Les veaux croisés issus de l’agriculture biologique sont plus difficiles à écouler que les veaux issus de troupeaux conventionnels. Les veaux croisés de pères laitiers se sont vendus en moyenne 64 € (moyenne de 2016 à 2021 des prix des veaux de 3 semaines), contre 91 € pour les veaux Prim’holstein. Le croisement viande, avec des taureaux Limousins, Charolais, Blanc Bleu Belge ou Inra 95 permet de tirer un meilleur profit du produit viande, à hauteur de 106 € en moyenne par animal, ce qui reste bien inférieur à la valorisation d’un veau issu d’un père de race à viande sur une vache Prim’holstein (autour de 230 €). 

La valorisation des réformes s’avère également hétérogène. Sans surprise, les réformes croisées Prim’holstein x Normandes sont celles qui ont présenté le poids moyen le plus élevé (341 kg, contre 300 kg en Prim’holstein), et donc le meilleur prix par animal (1 211 € contre 984 € en Prim’Holstein) avec + 36 €/1 000 l grâce à la valorisation des taux TB et TP. Les croisés Jersiais sont plus difficiles à valoriser, avec un prix de vente moyen autour des 723 € pour des animaux autour des 230 kg. Les résultats quant à la valorisation des réformes vont cependant être amenés à s’uniformiser au fur et à mesure que la proportion d’animaux issus de croisement trois voies deviendra majoritaire dans le troupeau. 

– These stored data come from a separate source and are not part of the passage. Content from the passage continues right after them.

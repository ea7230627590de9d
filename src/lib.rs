//! Prepare molecular datasets for graph learning: standardize the labels,
//! turn every SMILES string into a graph annotated with its rings, and write
//! the graphs to disk.

pub mod config;
pub mod dataset;
pub mod error;
pub mod featurize;
pub mod graph;
pub mod normalize;
pub mod pipeline;
#[cfg(feature = "rdkit")]
pub mod rdkit;
pub mod rings;
pub mod smiles;

pub use config::Config;
pub use dataset::{Dataset, RawExample};
pub use error::{Error, Result};
pub use featurize::{FeaturizationFailure, Featurizer, SmilesFeaturizer};
pub use graph::MolGraph;
pub use pipeline::{persist, run, Preprocessor, Report};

Une stratégie de long terme 

Pour Claire Caraes, « le croisement tend à se développer pour proposer des animaux en adéquation avec les spécificités des différents systèmes d’élevage, mais cette stratégie prend du temps. » Si au bout de 7 ans de croisement, la ferme expérimentale de Trévarez dispose d’un troupeau constitué intégralement d’animaux croisés, c’est au prix de réformes précoces, et de la mise en place du vêlage 24 mois, mais « un éleveur peut se lancer sur le croisement sur 10 ou 15 ans, et tirer profit de l’effet d’hétérosis dès les premières générations ».